Устная речь, чтение вслух, на память или с писаного текста: это прямое присутствие, окунание слушателя в жизненный акт, разделенное с ним существование.

Но писаный текст –  это отложенное бытие. Застывшее.

Тогда чтение: погружение вспять, использование резерва. Это перфект или даже квамперфект. Не презенс. Писаный текст дистанцирован, он носит символический характер, он созерцается, обозревается из текущей точки чтения как целое. Исходя из нее, он может быть пересмотрен и увиден заново.

Откровение возврата: это Белый, Пруст, Кафка, Джойс, Фолкнер. Последний в своей трилогии повторяет формулу решимости персонажа после вставной новеллы, где тоже требуется решение:

Я сказал «Да»

Я сказал «Да».

Это повторное Да! надо увидеть на странице так, как я показал его вам. Переживание и познание сугубо чтетческое, его не найти в жизни. Озноб чтения. Преимущство имущества литературы, ради которого стоит ее читать. А именно: про себя.

Такова же бесконечная порка служителя суда в Процессе Кафки. Персонаж К. видит (слышит?) порку служителя, которого пороли месяц раньше. Тогда: или время одно и то же, оно застыло, или порка бесконечна. Эти возможности равноправны, они просвечивают одна сквозь другую.

- Сокрушительный, чисто письменный эффект.

Интервал, «между» утрачен и, как утраченный, утвержден. Исчезновение времени повествовательного события во времени (моего, твоего) чтения становится собственно письменным свершением.

Писаный текст – пристанище, и это пристанище – событие. Недоступность и вседоступность, неопределенность доступа – его постоянный ресурс.

При чтении вслух чтец превращается в текст. Текст – в чтеца. И есть люди, которых это устраивает. Их большинство. Их становится все больше. Об этом – Генис. Чтение текста вслух склоняет их к коллективному оргазму. Вершина устного текста – Жванецкий. Склоняюсь перед ним в своем персональном оргазме: мне его концерты не по карману. Я читаю его.

Но писаный текст разъединяет людей. Они сосуществуют как неописуемое сообщество Бланшо, не зная друга, но зная, что другой (а именно читающий этот текст) есть. Такое сообщество лишено присутствия, оно бытует как отсутствующее. И есть такие люди, скажем я, которых это устраивает.

 

 

Языковые механизмы

 

Это детские кубики с буквами, загадки, пароли интернета, аккаунты, реклама, словесные игры: игра в города, шарады, кроссворды, шифрование и дешифровка, сокращения (ВВП) или пародии на них.
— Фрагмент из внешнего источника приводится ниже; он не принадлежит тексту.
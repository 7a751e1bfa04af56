//! Stereo pair and semantic label loading for semantic-depth training.
//!
//! This crate provides utilities for:
//! - Reading KITTI / Cityscapes file lists and resolving their path layouts
//! - Decoding and area-resizing images, nearest-resizing label maps
//! - Semantic validity masks by category policy
//! - Synchronized flip and photometric augmentation of stereo pairs
//! - Parallel batch assembly (ordered or shuffle-buffered) and test-time loading

// Module declarations
pub mod aug;
pub mod batch;
pub mod codec;
pub mod filelist;
pub mod loader;
pub mod semantic;
pub mod shutdown;
pub mod types;

// Re-export public API
pub use aug::{AugmentConfig, AugmentDraws, PhotometricShift};
pub use batch::{
    AssemblerConfig, AssemblerStats, BatchAssembler, StereoBatch, TestLoader,
    DEFAULT_MIN_AFTER_DEQUEUE,
};
pub use codec::{read_image, ImageFormatHint};
pub use filelist::{read_file_list, DataLayout, FileListEntry, SamplePaths};
pub use loader::SampleLoader;
pub use semantic::{read_semantic, validity_mask};
pub use shutdown::ShutdownSignal;
pub use types::*;

#[cfg(feature = "burn-runtime")]
pub use batch::BurnStereoBatch;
Чрезвычайно интересно, но и абсолютно банально то, что все языковые игры поразительно пусты. Это раковые клетки, не срастающиеся в опухоль. Или срастающиеся? Игра - вне горизонта смысла. Баловство. Броуновское движение языка, белый шум.

Игрой, как и письмом, движет желание. Но игры упомянутого типа стерилизуют его. Игровое желание – желание козырной карты, фишки домино.

Механическое слово всегда письменное, всегда перестановочная данность. Это изысканная, но безвкусная наличность, безалкогольное пиво, та сдача Бродского, от которой следует отказаться, чтобы быть мужчиной.

- Не надо сдачи.

- Не жди козыря.

Но зуд игры. – Что делать с ним? Спровоцировать язык, но на что именно? – Да ни на что. Скорчить рожицу, глядя ему в спину. Но язык - лента Мебиуса, у него нет спины. Ведь язык всегда обращен к человеку лицом, и это порой бесит. Так игра будит провокационную компоненту языка.

Игра здесь – грехопадение, неподобающее, небольшое, но абсолютное зло.

 

Я думаю (не вполне уверенно), что зуд игры исходит от самой сущности языка и даже боле того: он сопряжен с тем гулом языка, о котором пишет Барт. Зуд – оборотная сторона, изнанка гула. И тот, кто находится между зудом и гулом, кто подвержен первому, но лишен остроты и отчетливости слуха, требуемого вторым – графоман. Ведь графомания – это примат желания письма над самим письмом. Ее нельзя понять в горизонте профессионализма.

Возможна графомания лени и претенциозности, но и графомания дерзости и величия. Ко второй причисляю Гюго, Мелвилла, Хлебникова, Маяковского. Бродского и, пожалуй, стихи Тараса Мазепы, который подает мне повод к этому тексту. Зрячий поводырь ушастого. Его порок(?) в том, что у него преизбыток слуха, он теряется в нем. Он слышит гул языка вместе с зудом, почесываясь.

Так он утрачивает узду.

- Как это возможно?

 

Совокупление

 

Игра со словом проникает в поры речи, портит речь, со-творяет творог письма. Она цепенеет как клей, сваривается как сталь, черствеет как тесто.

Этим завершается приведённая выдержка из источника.